Drink too much alcohol and you may feel relaxed for a while, but it can backfire, causing you to lose sleep which is a sure recipe for anxiety, says Escobar. And not unlike ice cream and other high-sugar foods, alcohol leads to the highs and lows of blood sugar that lead to anxiety and depression. It can also result in dehydration, yet another reason you may feel edgy.
If you do drink alcohol, you can minimise dehydration by drinking plenty of water.
Light salad dressings
Many of these so-called “lite” products make up for reduced fat with high levels of hidden sugars, says Escobar, making them one of the foods you should avoid. Light salad dressings are a major culprit. When Harvard University researchers looked at one ready-made tomato basil sauce in the supermarket, they found that half a cup (less than most people would eat) contained three teaspoons of sugar. A cup and a half for dinner, which seems more realistic, would be nine teaspoons.
The FDA recently reformed the Nutrition Facts Label to reflect, among other things, the amount of added sugars in certain products. This, in turn, reflected the fact that we are consuming more – and too much – sugar. The latest Dietary Guidelines recommend that added sugar make up no more than 10 percent of kilojoules consumed.
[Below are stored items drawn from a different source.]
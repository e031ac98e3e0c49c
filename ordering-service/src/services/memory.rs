//! In-process coupon store for local development and tests.

use crate::coupons::is_redeemable;
use crate::models::{
    Coupon, CouponChanges, NewCoupon, NewOrder, Order, OrderPlacement, UsageIncrement,
};
use crate::services::store::CouponStore;
use async_trait::async_trait;
use chrono::{DateTime, Utc};
use service_core::error::AppError;
use std::collections::HashMap;
use tokio::sync::RwLock;
use tracing::{info, instrument};
use uuid::Uuid;

#[derive(Default)]
struct State {
    coupons: HashMap<Uuid, Coupon>,
    orders: HashMap<Uuid, Order>,
}

/// Store backed by a `HashMap` behind one lock, so the usage increment and
/// order insert of `place_order` are a single critical section.
#[derive(Default)]
pub struct InMemoryStore {
    state: RwLock<State>,
    unavailable: RwLock<bool>,
}

impl InMemoryStore {
    pub fn new() -> Self {
        Self::default()
    }

    /// Make every call fail as if the database were unreachable.
    pub async fn set_unavailable(&self, unavailable: bool) {
        *self.unavailable.write().await = unavailable;
    }

    async fn ensure_available(&self) -> Result<(), AppError> {
        if *self.unavailable.read().await {
            return Err(AppError::DatabaseError(anyhow::anyhow!(
                "in-memory store marked unavailable"
            )));
        }
        Ok(())
    }
}

fn duplicate_code(code: &str) -> AppError {
    AppError::Conflict(anyhow::anyhow!(
        "Coupon code '{}' already exists for this restaurant",
        code
    ))
}

fn increment(coupon: &mut Coupon, now: DateTime<Utc>) -> UsageIncrement {
    if !is_redeemable(coupon, now) {
        return UsageIncrement::CapacityExceeded;
    }
    coupon.current_usage_count += 1;
    coupon.updated_utc = now;
    UsageIncrement::Applied(coupon.current_usage_count)
}

#[async_trait]
impl CouponStore for InMemoryStore {
    async fn health_check(&self) -> Result<(), AppError> {
        self.ensure_available().await
    }

    async fn find_coupon_by_code(
        &self,
        restaurant_id: Uuid,
        coupon_code: &str,
    ) -> Result<Option<Coupon>, AppError> {
        self.ensure_available().await?;
        let state = self.state.read().await;
        Ok(state
            .coupons
            .values()
            .find(|c| c.restaurant_id == restaurant_id && c.coupon_code == coupon_code)
            .cloned())
    }

    async fn find_coupon_by_id(
        &self,
        restaurant_id: Uuid,
        coupon_id: Uuid,
    ) -> Result<Option<Coupon>, AppError> {
        self.ensure_available().await?;
        let state = self.state.read().await;
        Ok(state
            .coupons
            .get(&coupon_id)
            .filter(|c| c.restaurant_id == restaurant_id)
            .cloned())
    }

    async fn list_coupons(&self, restaurant_id: Uuid) -> Result<Vec<Coupon>, AppError> {
        self.ensure_available().await?;
        let state = self.state.read().await;
        let mut coupons: Vec<Coupon> = state
            .coupons
            .values()
            .filter(|c| c.restaurant_id == restaurant_id)
            .cloned()
            .collect();
        coupons.sort_by(|a, b| b.created_utc.cmp(&a.created_utc));
        Ok(coupons)
    }

    async fn code_exists(
        &self,
        restaurant_id: Uuid,
        coupon_code: &str,
        excluding: Option<Uuid>,
    ) -> Result<bool, AppError> {
        self.ensure_available().await?;
        let state = self.state.read().await;
        Ok(state.coupons.values().any(|c| {
            c.restaurant_id == restaurant_id
                && c.coupon_code == coupon_code
                && Some(c.coupon_id) != excluding
        }))
    }

    #[instrument(skip(self, input), fields(restaurant_id = %input.restaurant_id))]
    async fn insert_coupon(&self, input: &NewCoupon) -> Result<Coupon, AppError> {
        self.ensure_available().await?;
        let mut state = self.state.write().await;

        let taken = state.coupons.values().any(|c| {
            c.restaurant_id == input.restaurant_id && c.coupon_code == input.coupon_code
        });
        if taken {
            return Err(duplicate_code(&input.coupon_code));
        }

        let now = Utc::now();
        let coupon = Coupon {
            coupon_id: Uuid::new_v4(),
            restaurant_id: input.restaurant_id,
            coupon_code: input.coupon_code.clone(),
            coupon_type: input.coupon_type,
            discount_value: input.discount_value,
            max_discount_amount: input.max_discount_amount,
            min_order_value: input.min_order_value,
            max_usage_count: input.max_usage_count,
            current_usage_count: 0,
            start_date: input.start_date,
            end_date: input.end_date,
            is_active: input.is_active,
            created_utc: now,
            updated_utc: now,
        };
        state.coupons.insert(coupon.coupon_id, coupon.clone());

        info!(coupon_id = %coupon.coupon_id, coupon_code = %coupon.coupon_code, "Coupon created");
        Ok(coupon)
    }

    #[instrument(skip(self, changes))]
    async fn update_coupon(
        &self,
        restaurant_id: Uuid,
        coupon_id: Uuid,
        changes: &CouponChanges,
    ) -> Result<Option<Coupon>, AppError> {
        self.ensure_available().await?;
        let mut state = self.state.write().await;

        if let Some(code) = &changes.coupon_code {
            let taken = state.coupons.values().any(|c| {
                c.restaurant_id == restaurant_id
                    && c.coupon_code == *code
                    && c.coupon_id != coupon_id
            });
            if taken {
                return Err(duplicate_code(code));
            }
        }

        let Some(existing) = state
            .coupons
            .get_mut(&coupon_id)
            .filter(|c| c.restaurant_id == restaurant_id)
        else {
            return Ok(None);
        };

        let mut updated = changes.apply_to(existing);
        if updated.max_usage_count < updated.current_usage_count {
            return Err(AppError::BadRequest(anyhow::anyhow!(
                "max_usage_count cannot be lower than the current usage count ({})",
                updated.current_usage_count
            )));
        }
        updated.updated_utc = Utc::now();
        *existing = updated.clone();

        Ok(Some(updated))
    }

    async fn delete_coupon(&self, restaurant_id: Uuid, coupon_id: Uuid) -> Result<bool, AppError> {
        self.ensure_available().await?;
        let mut state = self.state.write().await;
        let owned = state
            .coupons
            .get(&coupon_id)
            .is_some_and(|c| c.restaurant_id == restaurant_id);
        if owned {
            state.coupons.remove(&coupon_id);
            for order in state.orders.values_mut() {
                if order.coupon_id == Some(coupon_id) {
                    order.coupon_id = None;
                }
            }
        }
        Ok(owned)
    }

    async fn atomic_increment_usage(
        &self,
        restaurant_id: Uuid,
        coupon_id: Uuid,
    ) -> Result<UsageIncrement, AppError> {
        self.ensure_available().await?;
        let mut state = self.state.write().await;
        Ok(match state
            .coupons
            .get_mut(&coupon_id)
            .filter(|c| c.restaurant_id == restaurant_id)
        {
            Some(coupon) => increment(coupon, Utc::now()),
            None => UsageIncrement::CapacityExceeded,
        })
    }

    #[instrument(skip(self, order), fields(restaurant_id = %order.restaurant_id))]
    async fn place_order(&self, order: NewOrder) -> Result<OrderPlacement, AppError> {
        self.ensure_available().await?;
        let mut state = self.state.write().await;

        let now = Utc::now();
        if let Some(applied) = &order.coupon {
            let coupon = state
                .coupons
                .get_mut(&applied.coupon_id)
                .filter(|c| c.restaurant_id == order.restaurant_id);
            let refused = match coupon {
                Some(coupon) => match increment(coupon, now) {
                    UsageIncrement::Applied(_) => None,
                    UsageIncrement::CapacityExceeded => {
                        Some(OrderPlacement::refused(Some(&*coupon), now))
                    }
                },
                None => Some(OrderPlacement::CouponGone),
            };
            if let Some(refused) = refused {
                return Ok(refused);
            }
        }

        let order = order.into_order(Uuid::new_v4(), now);
        state.orders.insert(order.order_id, order.clone());

        info!(order_id = %order.order_id, "Order stored");
        Ok(OrderPlacement::Placed(order))
    }

    async fn get_order(
        &self,
        restaurant_id: Uuid,
        order_id: Uuid,
    ) -> Result<Option<Order>, AppError> {
        self.ensure_available().await?;
        let state = self.state.read().await;
        Ok(state
            .orders
            .get(&order_id)
            .filter(|o| o.restaurant_id == restaurant_id)
            .cloned())
    }
}
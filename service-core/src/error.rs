use axum::{
    Json,
    http::StatusCode,
    response::{IntoResponse, Response},
};
use serde::Serialize;
use thiserror::Error;

#[derive(Debug, Error)]
pub enum AppError {
    #[error("Validation error: {0}")]
    ValidationError(#[from] validator::ValidationErrors),

    #[error("Bad request: {0}")]
    BadRequest(anyhow::Error),

    #[error("Not found: {0}")]
    NotFound(anyhow::Error),

    #[error("Unauthorized: {0}")]
    Unauthorized(anyhow::Error),

    #[error("Forbidden: {0}")]
    Forbidden(anyhow::Error),

    #[error("Conflict: {0}")]
    Conflict(anyhow::Error),

    #[error("Too many requests: {0}")]
    TooManyRequests(String, Option<u64>),

    #[error("Internal server error: {0}")]
    InternalError(#[from] anyhow::Error),

    #[error("Service Unavailable")]
    ServiceUnavailable,

    #[error("Database error: {0}")]
    DatabaseError(anyhow::Error),

    #[error("Invalid token: {0}")]
    InvalidToken(#[from] jsonwebtoken::errors::Error),

    #[error("Configuration error: {0}")]
    ConfigError(anyhow::Error),
}

impl From<config::ConfigError> for AppError {
    fn from(err: config::ConfigError) -> Self {
        AppError::ConfigError(anyhow::Error::new(err))
    }
}

impl From<std::io::Error> for AppError {
    fn from(err: std::io::Error) -> Self {
        AppError::InternalError(anyhow::Error::new(err))
    }
}

impl From<sqlx::Error> for AppError {
    fn from(err: sqlx::Error) -> Self {
        AppError::DatabaseError(anyhow::Error::new(err))
    }
}

impl AppError {
    /// HTTP status this error maps to.
    pub fn status_code(&self) -> StatusCode {
        match self {
            AppError::ValidationError(_) => StatusCode::UNPROCESSABLE_ENTITY,
            AppError::BadRequest(_) => StatusCode::BAD_REQUEST,
            AppError::NotFound(_) => StatusCode::NOT_FOUND,
            AppError::Unauthorized(_) | AppError::InvalidToken(_) => StatusCode::UNAUTHORIZED,
            AppError::Forbidden(_) => StatusCode::FORBIDDEN,
            AppError::Conflict(_) => StatusCode::CONFLICT,
            AppError::TooManyRequests(..) => StatusCode::TOO_MANY_REQUESTS,
            AppError::ServiceUnavailable => StatusCode::SERVICE_UNAVAILABLE,
            AppError::InternalError(_) | AppError::DatabaseError(_) | AppError::ConfigError(_) => {
                StatusCode::INTERNAL_SERVER_ERROR
            }
        }
    }
}

impl IntoResponse for AppError {
    fn into_response(self) -> Response {
        #[derive(Serialize)]
        struct ErrorResponse {
            ok: bool,
            error: String,
            #[serde(skip_serializing_if = "Option::is_none")]
            details: Option<String>,
        }

        let status = self.status_code();

        // Server-side failures keep their detail in the logs only.
        if status.is_server_error() {
            tracing::error!(error = %self, "Request failed with internal error");
        }

        let (error_message, details, retry_after) = match self {
            AppError::ValidationError(err) => {
                ("Validation error".to_string(), Some(err.to_string()), None)
            }
            AppError::BadRequest(err)
            | AppError::NotFound(err)
            | AppError::Unauthorized(err)
            | AppError::Forbidden(err)
            | AppError::Conflict(err) => (err.to_string(), None, None),
            AppError::TooManyRequests(msg, retry) => (msg, None, retry),
            AppError::InvalidToken(_) => ("Invalid or expired token".to_string(), None, None),
            AppError::ServiceUnavailable => ("Service unavailable".to_string(), None, None),
            AppError::InternalError(_) | AppError::DatabaseError(_) | AppError::ConfigError(_) => {
                ("Internal server error".to_string(), None, None)
            }
        };

        let mut res = (
            status,
            Json(ErrorResponse {
                ok: false,
                error: error_message,
                details,
            }),
        )
            .into_response();

        if let Some(retry) = retry_after {
            res.headers_mut()
                .insert(axum::http::header::RETRY_AFTER, retry.into());
        }

        res
    }
}
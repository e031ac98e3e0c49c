//! Services layer for ordering-service.
//!
//! Persistence (Postgres or in-memory), the customer checkout flow,
//! coupon administration and order notifications.

mod admin;
mod checkout;
mod database;
mod memory;
pub mod metrics;
mod notifier;
pub mod store;

pub use admin::CouponAdmin;
pub use checkout::{CheckoutService, CouponError, PlaceOrderError};
pub use database::Database;
pub use memory::InMemoryStore;
pub use metrics::{get_metrics, init_metrics};
pub use notifier::{
    render_order_message, DisabledNotifier, NotifierError, OrderNotifier, TelegramNotifier,
};
pub use store::CouponStore;
//! HTTP handlers for ordering-service.

pub mod checkout;
pub mod coupons;
pub mod health;

pub use checkout::*;
pub use coupons::*;
pub use health::*;
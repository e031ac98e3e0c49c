//! service-core: Shared infrastructure for the restaurant ordering services.
pub mod config;
pub mod error;
pub mod middleware;
pub mod observability;

pub use axum;
pub use serde;
pub use serde_json;
pub use tokio;
pub use tower;
pub use tower_http;
pub use tracing;
pub use validator;
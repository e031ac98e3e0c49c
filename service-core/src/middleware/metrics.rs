use axum::{
    extract::{MatchedPath, Request},
    middleware::Next,
    response::Response,
};
use metrics::{counter, histogram};
use std::time::Instant;

/// Count and time every request.
///
/// Labels use the matched route template (`/api/restaurants/:restaurant_id/coupons`)
/// rather than the raw URI so ids do not blow up label cardinality.
pub async fn metrics_middleware(req: Request, next: Next) -> Response {
    let start = Instant::now();
    let method = req.method().to_string();
    let path = req
        .extensions()
        .get::<MatchedPath>()
        .map(|p| p.as_str().to_string())
        .unwrap_or_else(|| "unmatched".to_string());

    let response = next.run(req).await;

    let duration = start.elapsed();
    let status = response.status().as_u16().to_string();

    let labels = [("method", method), ("path", path), ("status", status)];

    counter!("http_requests_total", &labels).increment(1);
    histogram!("http_request_duration_seconds", &labels).record(duration.as_secs_f64());

    response
}
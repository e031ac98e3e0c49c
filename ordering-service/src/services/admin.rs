//! Coupon administration for restaurant dashboards.

use crate::coupons::{generate_code, normalize_code, validate_code_format};
use crate::dtos::coupon::{CreateCouponRequest, UpdateCouponRequest};
use crate::models::{Coupon, CouponChanges, CouponType, NewCoupon, Order};
use crate::services::metrics::record_coupon_operation;
use crate::services::store::CouponStore;
use rust_decimal::Decimal;
use service_core::error::AppError;
use std::sync::Arc;
use tracing::{info, instrument, warn};
use uuid::Uuid;

/// Attempts at drawing an unused random code before giving up.
const MAX_GENERATION_ATTEMPTS: usize = 5;

#[derive(Clone)]
pub struct CouponAdmin {
    store: Arc<dyn CouponStore>,
}

fn bad_request(message: impl std::fmt::Display) -> AppError {
    AppError::BadRequest(anyhow::anyhow!("{}", message))
}

fn coupon_not_found() -> AppError {
    AppError::NotFound(anyhow::anyhow!("Coupon not found"))
}

fn code_taken(code: &str) -> AppError {
    AppError::Conflict(anyhow::anyhow!(
        "Coupon code '{}' already exists for this restaurant",
        code
    ))
}

/// Normalise an admin-entered code and check its format.
fn admin_code(raw: &str) -> Result<String, AppError> {
    let code = normalize_code(raw);
    validate_code_format(&code).map_err(bad_request)?;
    Ok(code)
}

/// Business rules every stored coupon satisfies.
fn validate_terms(coupon: &NewCoupon) -> Result<(), AppError> {
    if coupon.end_date <= coupon.start_date {
        return Err(bad_request("End date must be after start date"));
    }
    if coupon.discount_value < Decimal::ZERO {
        return Err(bad_request("Discount value cannot be negative"));
    }
    match coupon.coupon_type {
        CouponType::Flat if coupon.discount_value.is_zero() => {
            return Err(bad_request("Flat discount must be greater than zero"));
        }
        CouponType::Percentage
            if coupon.discount_value.is_zero() || coupon.discount_value > Decimal::ONE_HUNDRED =>
        {
            return Err(bad_request("Percentage discount must be between 0 and 100"));
        }
        _ => {}
    }
    if coupon.max_discount_amount.is_some_and(|cap| cap < Decimal::ZERO) {
        return Err(bad_request("Maximum discount amount cannot be negative"));
    }
    if coupon.min_order_value < Decimal::ZERO {
        return Err(bad_request("Minimum order value cannot be negative"));
    }
    if coupon.max_usage_count < 1 {
        return Err(bad_request("Usage limit must be at least 1"));
    }
    Ok(())
}

fn terms_of(coupon: &Coupon) -> NewCoupon {
    NewCoupon {
        restaurant_id: coupon.restaurant_id,
        coupon_code: coupon.coupon_code.clone(),
        coupon_type: coupon.coupon_type,
        discount_value: coupon.discount_value,
        max_discount_amount: coupon.max_discount_amount,
        min_order_value: coupon.min_order_value,
        max_usage_count: coupon.max_usage_count,
        start_date: coupon.start_date,
        end_date: coupon.end_date,
        is_active: coupon.is_active,
    }
}

impl CouponAdmin {
    pub fn new(store: Arc<dyn CouponStore>) -> Self {
        Self { store }
    }

    /// Draw random codes until one is unused in this restaurant.
    #[instrument(skip(self))]
    pub async fn generate_unique_code(&self, restaurant_id: Uuid) -> Result<String, AppError> {
        for attempt in 1..=MAX_GENERATION_ATTEMPTS {
            let code = generate_code();
            if !self.store.code_exists(restaurant_id, &code, None).await? {
                return Ok(code);
            }
            warn!(attempt = attempt, "Generated coupon code collided, retrying");
        }
        Err(AppError::InternalError(anyhow::anyhow!(
            "Could not generate a unique coupon code after {} attempts",
            MAX_GENERATION_ATTEMPTS
        )))
    }

    #[instrument(skip(self, request))]
    pub async fn create(
        &self,
        restaurant_id: Uuid,
        request: CreateCouponRequest,
    ) -> Result<Coupon, AppError> {
        let coupon_code = match request.coupon_code.as_deref().map(str::trim) {
            Some(raw) if !raw.is_empty() => {
                let code = admin_code(raw)?;
                if self.store.code_exists(restaurant_id, &code, None).await? {
                    return Err(code_taken(&code));
                }
                code
            }
            _ => self.generate_unique_code(restaurant_id).await?,
        };

        let new_coupon = NewCoupon {
            restaurant_id,
            coupon_code,
            coupon_type: request.coupon_type,
            discount_value: request.discount_value,
            max_discount_amount: request.max_discount_amount,
            min_order_value: request.min_order_value.unwrap_or(Decimal::ZERO),
            max_usage_count: request.max_usage_count,
            start_date: request.start_date,
            end_date: request.end_date,
            is_active: request.is_active.unwrap_or(true),
        };
        validate_terms(&new_coupon)?;

        let coupon = self.store.insert_coupon(&new_coupon).await?;
        record_coupon_operation(&restaurant_id.to_string(), "create");

        Ok(coupon)
    }

    #[instrument(skip(self, request))]
    pub async fn update(
        &self,
        restaurant_id: Uuid,
        coupon_id: Uuid,
        request: UpdateCouponRequest,
    ) -> Result<Coupon, AppError> {
        let existing = self.get(restaurant_id, coupon_id).await?;

        let mut changes = CouponChanges::from(request);
        if let Some(raw) = changes.coupon_code.take() {
            let code = admin_code(&raw)?;
            if code != existing.coupon_code
                && self
                    .store
                    .code_exists(restaurant_id, &code, Some(coupon_id))
                    .await?
            {
                return Err(code_taken(&code));
            }
            changes.coupon_code = Some(code);
        }

        let merged = changes.apply_to(&existing);
        validate_terms(&terms_of(&merged))?;
        if merged.max_usage_count < existing.current_usage_count {
            return Err(bad_request(format!(
                "Usage limit cannot be lower than the current usage count ({})",
                existing.current_usage_count
            )));
        }

        let coupon = self
            .store
            .update_coupon(restaurant_id, coupon_id, &changes)
            .await?
            .ok_or_else(coupon_not_found)?;
        record_coupon_operation(&restaurant_id.to_string(), "update");

        Ok(coupon)
    }

    #[instrument(skip(self))]
    pub async fn delete(&self, restaurant_id: Uuid, coupon_id: Uuid) -> Result<(), AppError> {
        if !self.store.delete_coupon(restaurant_id, coupon_id).await? {
            return Err(coupon_not_found());
        }
        record_coupon_operation(&restaurant_id.to_string(), "delete");
        info!(coupon_id = %coupon_id, "Coupon deleted");
        Ok(())
    }

    pub async fn get(&self, restaurant_id: Uuid, coupon_id: Uuid) -> Result<Coupon, AppError> {
        self.store
            .find_coupon_by_id(restaurant_id, coupon_id)
            .await?
            .ok_or_else(coupon_not_found)
    }

    pub async fn list(&self, restaurant_id: Uuid) -> Result<Vec<Coupon>, AppError> {
        self.store.list_coupons(restaurant_id).await
    }

    pub async fn get_order(&self, restaurant_id: Uuid, order_id: Uuid) -> Result<Order, AppError> {
        self.store
            .get_order(restaurant_id, order_id)
            .await?
            .ok_or_else(|| AppError::NotFound(anyhow::anyhow!("Order not found")))
    }
}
Ketchup may be the poster child for hidden sugar with one tablespoon containing 150 kilojoules of added sugar, according to the most recent Dietary Guidelines. “Sugar is found in almost everything we eat,” says Zarabi. “Don’t be fooled to think that something needs to taste sweet to contain sugar, since sugar is concealed in the ingredient list in other forms such as molasses, high fructose corn syrup, rice syrup, brown syrup, invert sugar, granulated, table and anything ending in -ose.” Even some over-the-counter painkillers are sugar-coated.
“If you’re going to have a tablespoon of ketchup go ahead,” says Escobar. But if you’re going to dump half the bottle on your burger, reach for mustard, which typically doesn’t have any sugar.
You would think that artificial sweeteners, which technically aren’t sugar and don’t add kilojoules to your day, would eliminate the high-low trap of added sugar. In fact, no. These additives can cause the same crash you might experience with sugar or caffeine, along with feeling tired, changes in mood, trouble concentrating and heart palpitations. Aspartame, one of several high-intensity sweeteners, actually blocks the production of serotonin (the “feel-good” chemical) in the brain.